The invention also provides a system for calculating the contrast loss of the video, which comprises the following steps:
the sampling module is used for continuously sampling a plurality of video equal parts for each video;
the processing module is used for processing the video frame and the sound frequency spectrum of each video equal part through an Encoder network and a co-attention module to obtain modal characteristics of vision and sound;
a contrast loss calculation module that performs a contrast loss calculation according to the modal characteristics of vision and sound.
The above ratio loss calculating system, wherein the processing module comprises:
the input unit is used for respectively transmitting the video frame and the sound frequency spectrum of each video equal part to an Encoder network;
the Encoder network processing unit is used for processing the video frame and the sound spectrum to obtain visual characteristics and sound characteristics;
and the co-attention module unit inputs the video features and the sound features into the co-attention module, and the co-attention module inputs the processing result into the multi-layer perceptron layer after the processing is finished so as to obtain the modal features of vision and sound.
The above ratio loss calculation system, wherein the Encoder network comprises: the video frame is input into the Encoder _ v network, the sound spectrum is input into the Encoder _ a network, the weights of the Encoder _ v network and the Encoder _ a network are not shared, and the video frame and the sound spectrum of the same video equal part are kept consistent in time.
The above-mentioned ratio loss calculating system, wherein the ratio loss calculating module includes: and calculating according to the modal characteristics of vision and sound to obtain the contrast loss of each video equal part, and performing mean operation according to a plurality of contrast losses to obtain the total loss.
An electronic device comprising a memory, a processor and a computer program stored on the memory and executable on the processor, wherein the processor implements the contrast loss calculation method as described in any one of the above when executing the computer program.
A storage medium having stored thereon a computer program, wherein the program when executed by a processor implements a contrast loss calculation method as described in any one of the above.

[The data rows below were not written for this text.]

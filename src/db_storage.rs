use async_trait::async_trait;
use sqlx::PgPool;

use crate::errors::{AppError, ResultExt};
use crate::models::{Client, ClientFilter, NewClient};

/// Persistence operations on client records.
///
/// Handlers and services receive an `Arc<dyn ClientStore>` at construction;
/// `PgClientStore` backs the server and `MemoryClientStore` backs tests.
#[async_trait]
pub trait ClientStore: Send + Sync {
    /// Looks up one client. `Ok(None)` when the id is unknown.
    async fn find_by_id(&self, id: i64) -> Result<Option<Client>, AppError>;

    /// Every stored client, ordered by id.
    async fn list_all(&self) -> Result<Vec<Client>, AppError>;

    /// Clients matching the store-level criteria, ordered by id.
    async fn search(&self, filter: &ClientFilter) -> Result<Vec<Client>, AppError>;

    /// Persists a new client and returns it with store-assigned fields.
    async fn insert(&self, client: &NewClient) -> Result<Client, AppError>;
}

/// PostgreSQL-backed client storage
pub struct PgClientStore {
    pool: PgPool,
}

impl PgClientStore {
    pub fn new(pool: PgPool) -> Self {
        Self { pool }
    }

    async fn insert_with_id(&self, id: i64, client: &NewClient) -> Result<Client, AppError> {
        let mut tx = self.pool.begin().await?;

        // Blocks concurrent inserts until commit, so no other transaction can
        // draw from the sequence while it is being moved.
        sqlx::query("LOCK TABLE clients IN SHARE ROW EXCLUSIVE MODE")
            .execute(&mut *tx)
            .await
            .context("locking clients for explicit id insert")?;

        let inserted = sqlx::query_as::<_, Client>(
            r#"
            INSERT INTO clients (id, first_name, last_name, age, income, region)
            VALUES ($1, $2, $3, $4, $5, $6)
            RETURNING id, first_name, last_name, age, income, region, created_at
            "#,
        )
        .bind(id)
        .bind(&client.first_name)
        .bind(&client.last_name)
        .bind(client.age)
        .bind(client.income)
        .bind(&client.region)
        .fetch_one(&mut *tx)
        .await
        .map_err(|e| match e {
            sqlx::Error::Database(ref db_err) if db_err.is_unique_violation() => {
                AppError::BadRequest(format!("client with id {} already exists", id))
            }
            other => AppError::DatabaseError(other),
        })?;

        // Explicit ids bypass the sequence. It only ever moves forward: a
        // value already handed out must never be issued again.
        sqlx::query(
            "SELECT setval('clients_id_seq', GREATEST($1, (SELECT last_value FROM clients_id_seq)))",
        )
        .bind(id)
        .execute(&mut *tx)
        .await
        .context("advancing clients id sequence")?;

        tx.commit().await?;
        Ok(inserted)
    }
}

/// Escapes LIKE wildcards so the query text matches literally.
pub fn escape_like(query: &str) -> String {
    let mut escaped = String::with_capacity(query.len());
    for c in query.chars() {
        if matches!(c, '\\' | '%' | '_') {
            escaped.push('\\');
        }
        escaped.push(c);
    }
    escaped
}

#[async_trait]
impl ClientStore for PgClientStore {
    async fn find_by_id(&self, id: i64) -> Result<Option<Client>, AppError> {
        let client = sqlx::query_as::<_, Client>(
            "SELECT id, first_name, last_name, age, income, region, created_at FROM clients WHERE id = $1",
        )
        .bind(id)
        .fetch_optional(&self.pool)
        .await?;

        Ok(client)
    }

    async fn list_all(&self) -> Result<Vec<Client>, AppError> {
        let clients = sqlx::query_as::<_, Client>(
            "SELECT id, first_name, last_name, age, income, region, created_at FROM clients ORDER BY id",
        )
        .fetch_all(&self.pool)
        .await
        .context("listing clients")?;

        Ok(clients)
    }

    async fn search(&self, filter: &ClientFilter) -> Result<Vec<Client>, AppError> {
        let pattern = filter
            .name_contains
            .as_deref()
            .map(|q| format!("%{}%", escape_like(q)));

        // NULL parameters disable their criterion
        let clients = sqlx::query_as::<_, Client>(
            r#"
            SELECT id, first_name, last_name, age, income, region, created_at
            FROM clients
            WHERE ($1::TEXT IS NULL OR first_name ILIKE $1 OR last_name ILIKE $1)
              AND ($2::TEXT IS NULL OR region = $2)
            ORDER BY id
            "#,
        )
        .bind(pattern)
        .bind(filter.region.as_deref())
        .fetch_all(&self.pool)
        .await
        .context("searching clients")?;

        Ok(clients)
    }

    async fn insert(&self, client: &NewClient) -> Result<Client, AppError> {
        if let Some(id) = client.requested_id() {
            return self.insert_with_id(id, client).await;
        }

        let inserted = sqlx::query_as::<_, Client>(
            r#"
            INSERT INTO clients (first_name, last_name, age, income, region)
            VALUES ($1, $2, $3, $4, $5)
            RETURNING id, first_name, last_name, age, income, region, created_at
            "#,
        )
        .bind(&client.first_name)
        .bind(&client.last_name)
        .bind(client.age)
        .bind(client.income)
        .bind(&client.region)
        .fetch_one(&self.pool)
        .await
        .context("inserting client")?;

        Ok(inserted)
    }
}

The invention has the beneficial effects that:
the invention belongs to the field of computer vision in the deep learning technology. The invention uses cross-model attention mode to do comparison study; and performing information interaction between the sequences in a sequence clip mode. 1) The invention can realize cross-modal information fusion, and the sound information of the invention can guide the learning of the visual model and the visual information can guide the learning of the sound model. 2) The invention uses a self-supervision method without marking data. 3) The invention carries out contrast learning on the continuous clip sequences and increases the information interaction between the sequences.
Drawings
The accompanying drawings, which are included to provide a further understanding of the application and are incorporated in and constitute a part of this application, illustrate embodiment(s) of the application and together with the description serve to explain the application and not to limit the application.
In the drawings:
FIG. 1 is a flow chart of a method of contrast loss calculation for video in accordance with the present invention;
FIG. 2 is a flow chart of substep S2 of the present invention;
FIG. 3 is a diagram of a model of the present invention;
FIG. 4a is a cross-model annotation block diagram of the present invention;
FIG. 4b is a diagram of self-attention module of the present invention;
FIG. 5 is a loss calculation graph of the present invention;
FIG. 6 is a schematic diagram of a system for calculating contrast loss of a video according to the present invention;
fig. 7 is a frame diagram of an electronic device according to an embodiment of the present invention.
Detailed Description
In order to make the objects, technical solutions and advantages of the present application more apparent, the present application will be described and illustrated below with reference to the accompanying drawings and embodiments. It should be understood that the specific embodiments described herein are merely illustrative of the present application and are not intended to limit the present application. All other embodiments obtained by a person of ordinary skill in the art based on the embodiments provided in the present application without any inventive step are within the scope of protection of the present application.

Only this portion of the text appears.